What to work on: Say how many lines in the records hold the word "first", and give nothing but that number.

Dataset records:
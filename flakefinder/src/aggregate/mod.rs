//! Merging per-tile regions into global detections.
//!
//! Overlapping tiles see the same flake more than once. Candidates are
//! visited best first and greedily grouped by bounding box IoU in the global
//! pixel frame; a group never holds two regions from the same tile. Tiles
//! without a placement are never merged with anything.

#[cfg(test)]
mod tests;

use std::cmp::Ordering;

use glam::DVec2;
use hashbrown::HashSet;
use serde::{Deserialize, Serialize};

use crate::classification::{ClassifiedRegion, ThicknessClass};
use crate::common::Rgb;
use crate::error::ConfigError;
use crate::flake_detection::{covariance_aspect_ratio, TileDetection};
use crate::math::GlobalBox;

#[derive(Debug, Clone, PartialEq, Serialize, Deserialize)]
#[serde(default)]
pub struct AggregationConfig {
    /// Minimum bounding box IoU for two regions to be the same flake.
    pub iou_merge_threshold: f64,
}

impl Default for AggregationConfig {
    fn default() -> Self {
        Self {
            iou_merge_threshold: 0.3,
        }
    }
}

impl AggregationConfig {
    pub fn validate(&self) -> Result<(), ConfigError> {
        let t = self.iou_merge_threshold;
        if !(t.is_finite() && t > 0.0 && t <= 1.0) {
            return Err(ConfigError::InvalidParameter {
                name: "iou_merge_threshold",
                reason: format!("must be in (0, 1], got {t}"),
            });
        }
        Ok(())
    }
}

/// A flake in the global frame, merged from one or more tile regions.
#[derive(Debug, Clone, PartialEq, Serialize, Deserialize)]
pub struct Detection {
    /// 1-based, in report order.
    pub id: usize,
    pub class: ThicknessClass,
    pub confidence: f32,
    /// Centroid of the merged pixel set, global pixels.
    pub centroid_px: DVec2,
    pub centroid_um: DVec2,
    pub bbox: GlobalBox,
    /// Pixels in the union of all merged regions.
    pub area_px: usize,
    pub area_um2: f64,
    /// Boundary length of the merged pixel set.
    pub perimeter_um: f64,
    /// Second moment axis ratio of the merged pixel set.
    pub aspect_ratio: f32,
    /// Mean contrast of the representative region.
    pub signature: Rgb,
    /// Tile ids in input order.
    pub source_tiles: Vec<String>,
    pub merged_regions: usize,
}

/// A region lifted into the global frame.
struct Candidate<'a> {
    tile_order: usize,
    discovery: usize,
    tile: &'a TileDetection,
    region: &'a ClassifiedRegion,
    bbox: GlobalBox,
    placed: bool,
}

impl Candidate<'_> {
    fn confidence(&self) -> f32 {
        self.region.classification.confidence
    }

    fn area(&self) -> usize {
        self.region.region.area
    }
}

/// Best first: confidence, then area, then tile order, then discovery order.
fn candidate_order(a: &Candidate, b: &Candidate) -> Ordering {
    b.confidence()
        .total_cmp(&a.confidence())
        .then_with(|| b.area().cmp(&a.area()))
        .then_with(|| a.tile_order.cmp(&b.tile_order))
        .then_with(|| a.discovery.cmp(&b.discovery))
}

struct Group<'a> {
    members: Vec<&'a Candidate<'a>>,
}

impl<'a> Group<'a> {
    fn representative(&self) -> &'a Candidate<'a> {
        self.members[0]
    }

    fn accepts(&self, candidate: &Candidate, threshold: f64) -> bool {
        let rep = self.representative();
        rep.placed
            && candidate.placed
            && self
                .members
                .iter()
                .all(|m| m.tile_order != candidate.tile_order)
            && rep.bbox.iou(&candidate.bbox) >= threshold
    }
}

/// Merges tile detections (in input tile order) into global detections.
pub fn aggregate(tiles: &[TileDetection], config: &AggregationConfig) -> Vec<Detection> {
    let mut candidates: Vec<Candidate> = tiles
        .iter()
        .enumerate()
        .flat_map(|(tile_order, tile)| {
            let (dx, dy) = tile.tile.global_offset();
            let placed = tile.tile.offset_px.is_some();
            tile.regions
                .iter()
                .enumerate()
                .map(move |(discovery, region)| Candidate {
                    tile_order,
                    discovery,
                    tile,
                    region,
                    bbox: region.region.bbox.translate(dx, dy),
                    placed,
                })
        })
        .collect();
    candidates.sort_by(candidate_order);

    let mut groups: Vec<Group> = Vec::new();
    for candidate in &candidates {
        match groups
            .iter_mut()
            .find(|g| g.accepts(candidate, config.iou_merge_threshold))
        {
            Some(group) => group.members.push(candidate),
            None => groups.push(Group {
                members: vec![candidate],
            }),
        }
    }

    let mut detections: Vec<Detection> = groups.iter().map(build_detection).collect();
    detections.sort_by(|a, b| {
        b.confidence
            .total_cmp(&a.confidence)
            .then_with(|| a.bbox.y_min.cmp(&b.bbox.y_min))
            .then_with(|| a.bbox.x_min.cmp(&b.bbox.x_min))
            .then_with(|| a.class.name().cmp(b.class.name()))
    });
    for (i, detection) in detections.iter_mut().enumerate() {
        detection.id = i + 1;
    }

    tracing::debug!(
        regions = candidates.len(),
        detections = detections.len(),
        "Aggregated tile detections"
    );
    detections
}

fn build_detection(group: &Group) -> Detection {
    let rep = group.representative();

    let mut bbox = rep.bbox;
    let mut pixels: HashSet<(i64, i64)> = HashSet::new();
    let mut tiles: Vec<(usize, &str)> = Vec::with_capacity(group.members.len());

    for member in &group.members {
        bbox = bbox.union(&member.bbox);
        tiles.push((member.tile_order, member.tile.tile.id.as_str()));

        let width = member.tile.width;
        let (dx, dy) = member.tile.tile.global_offset();
        pixels.extend(member.region.region.pixels.iter().map(|&idx| {
            let idx = idx as usize;
            ((idx % width) as i64 + dx, (idx / width) as i64 + dy)
        }));
    }
    tiles.sort_unstable();
    tiles.dedup();

    let area_px = pixels.len();
    let shape = UnionShape::measure(&pixels);
    let scale = rep.tile.pixel_scale_um;

    Detection {
        id: 0,
        class: rep.region.classification.class.clone(),
        confidence: rep.confidence(),
        centroid_px: shape.centroid,
        centroid_um: shape.centroid * scale,
        bbox,
        area_px,
        area_um2: area_px as f64 * scale * scale,
        perimeter_um: shape.perimeter as f64 * scale,
        aspect_ratio: shape.aspect_ratio,
        signature: rep.region.signature(),
        source_tiles: tiles.into_iter().map(|(_, id)| id.to_string()).collect(),
        merged_regions: group.members.len(),
    }
}

/// Geometry of the merged global pixel set.
struct UnionShape {
    centroid: DVec2,
    /// Boundary length in pixel edges.
    perimeter: usize,
    aspect_ratio: f32,
}

impl UnionShape {
    /// Integer moment sums keep the result independent of set iteration order.
    fn measure(pixels: &HashSet<(i64, i64)>) -> Self {
        let n = pixels.len() as i128;
        let (mut sx, mut sy, mut sxx, mut syy, mut sxy) = (0i128, 0i128, 0i128, 0i128, 0i128);
        let mut perimeter = 0;
        for &(x, y) in pixels {
            let (xi, yi) = (x as i128, y as i128);
            sx += xi;
            sy += yi;
            sxx += xi * xi;
            syy += yi * yi;
            sxy += xi * yi;
            perimeter += [(x - 1, y), (x + 1, y), (x, y - 1), (x, y + 1)]
                .iter()
                .filter(|p| !pixels.contains(*p))
                .count();
        }

        let nf = n as f64;
        let n2 = nf * nf;
        let cxx = (n * sxx - sx * sx) as f64 / n2;
        let cyy = (n * syy - sy * sy) as f64 / n2;
        let cxy = (n * sxy - sx * sy) as f64 / n2;

        Self {
            centroid: DVec2::new(sx as f64 / nf, sy as f64 / nf),
            perimeter,
            aspect_ratio: covariance_aspect_ratio(cxx, cyy, cxy),
        }
    }
}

Solution to this task: 2